Ugly Custard – Ugly Custard (1971)
The biggest surprise to come out of last year’s Record Store Day was this grinding organ-drenched monster! With the blessing of Mr. Parker himself, the good people at Strut officially reissued this exploitation classic and made it available in the US for the first time on heavyweight vinyl. This album is a moody, jazzy, psychedelic blend of prog, funk, and soul by London’s top session men. Sampled heavily by the hip hop producers in the know, this is a must have addition to your cool, sixties-themed collection.
The group consists of Herbie Flowers (bass), Roger Coulam (organ), Clem Cattini (drums), and is led by Library master and classically trained guitarist, Alan Parker. Parker has worked with Donovan, Serge Gainsbourg, and Scott Walker. The group injects standards and Parker originals with wild organ and guitar freak-outs. The album is best known for the track “Custard’s Last Stand,” written by Parker and his friend and fellow collaborator, Alan Hawkshaw, a living legend in his own right. Mr. Hawkshaw lends his organized knowledge to create a timeless piece of freakbeat, floor-killer gold. If you’re not dancing by the end of this one it’s because you don’t have legs.
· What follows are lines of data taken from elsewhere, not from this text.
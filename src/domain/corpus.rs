// ============================================================
// Layer 3 — Corpus Domain Type
// ============================================================
// An ordered sequence of (text, label) documents together with
// three boolean masks saying which documents belong to the
// train, validation and test regions.
//
// Layout produced by Corpus::from_sizes:
//
//   index:  0 ........ real_train | ...... train_size | ...... n
//   mask:   [ train             ][ val               ][ test    ]
//
// The masks are checked once at construction time: every
// document must sit in exactly one region.
//
// Reference: Rust Book §5 (Structs), §8 (Vectors)

use serde::{Deserialize, Serialize};

use crate::domain::error::HarnessError;

/// The three disjoint region masks over document indices.
#[derive(Debug, Clone, PartialEq, Eq, Serialize, Deserialize)]
pub struct SplitMasks {
    pub train: Vec<bool>,
    pub val:   Vec<bool>,
    pub test:  Vec<bool>,
}

impl SplitMasks {
    /// Build contiguous masks: train then val then test (tail).
    pub fn contiguous(n: usize, train_size: usize, val_size: usize, test_size: usize) -> Self {
        let real_train = train_size.saturating_sub(val_size);
        let test_start = n.saturating_sub(test_size);
        let train = (0..n).map(|i| i < real_train).collect();
        let val   = (0..n).map(|i| i >= real_train && i < train_size).collect();
        let test  = (0..n).map(|i| i >= test_start).collect();
        Self { train, val, test }
    }

    /// Check that every index is claimed by exactly one mask.
    pub fn validate(&self) -> Result<(), HarnessError> {
        for index in 0..self.train.len() {
            let claims = [self.train[index], self.val.get(index) == Some(&true), self.test.get(index) == Some(&true)]
                .iter()
                .filter(|&&c| c)
                .count();
            match claims {
                0 => return Err(HarnessError::UncoveredSample { index }),
                1 => {}
                _ => return Err(HarnessError::OverlappingMasks { index }),
            }
        }
        Ok(())
    }

    pub fn nb_train(&self) -> usize { self.train.iter().filter(|&&m| m).count() }
    pub fn nb_val(&self)   -> usize { self.val.iter().filter(|&&m| m).count() }
    pub fn nb_test(&self)  -> usize { self.test.iter().filter(|&&m| m).count() }
}

/// A labelled corpus with its region masks.
#[derive(Debug, Clone, Serialize, Deserialize)]
pub struct Corpus {
    /// One cleaned document per entry
    pub texts: Vec<String>,

    /// Class index per document, into `class_names`
    pub labels: Vec<usize>,

    /// Sorted class names; fixed for the run
    pub class_names: Vec<String>,

    /// Documents in the train+val region (meta "train" lines)
    pub train_size: usize,

    /// Documents in the test region (meta "test" lines)
    pub test_size: usize,

    pub masks: SplitMasks,
}

impl Corpus {
    /// Build a corpus whose validation region is the last
    /// `floor(val_ratio * train_size)` documents of the train lines.
    pub fn from_sizes(
        texts:       Vec<String>,
        labels:      Vec<usize>,
        class_names: Vec<String>,
        train_size:  usize,
        test_size:   usize,
        val_ratio:   f64,
    ) -> Result<Self, HarnessError> {
        if texts.len() != labels.len() {
            return Err(HarnessError::CorpusMismatch {
                texts:  texts.len(),
                labels: labels.len(),
            });
        }
        let val_size = (train_size as f64 * val_ratio) as usize;
        let masks = SplitMasks::contiguous(texts.len(), train_size, val_size, test_size);
        masks.validate()?;
        Ok(Self { texts, labels, class_names, train_size, test_size, masks })
    }

    pub fn len(&self) -> usize { self.texts.len() }

    pub fn is_empty(&self) -> bool { self.texts.is_empty() }

    pub fn num_classes(&self) -> usize { self.class_names.len() }
}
One of the standout tracks is the six-and-a-half minute “Babe, I’m Gonna Leave You.” A departure from the other “swingin’ 60s” tracks, this slow-burning ballad begins with an unobtrusive organ and builds to a brief drum, bass and guitar workout before returning to the busy organ in the background. This track stands up against the best that Vanilla Fudge or Deep Purple ever did. The following track “Cry From the Heart” is slightly more upbeat and is led by beautiful sitar-shredding that takes you right back to that late-night London freak party back in 1966 that you have never been to. The part beginning at 2:11 is one of the most rewarding moments of the entire album.
On “Never in a Blues Day” the band flex their blues muscles and prepare you to walk out dancing with the funky bass line on “Feel This.” The organ suddenly pulls the rug out from under you and you find yourself back in the present day. But don’t worry, you can always start it over again. First, of course, you have to run to Streetlight and buy the album which has been sitting in the rock section since it arrived early last year! Come on, Santa Cruz. Once it’s gone it’s gone forever.
For fans of the Mohawks, Bram Stoker, Blue Phantom, and the Underground Set.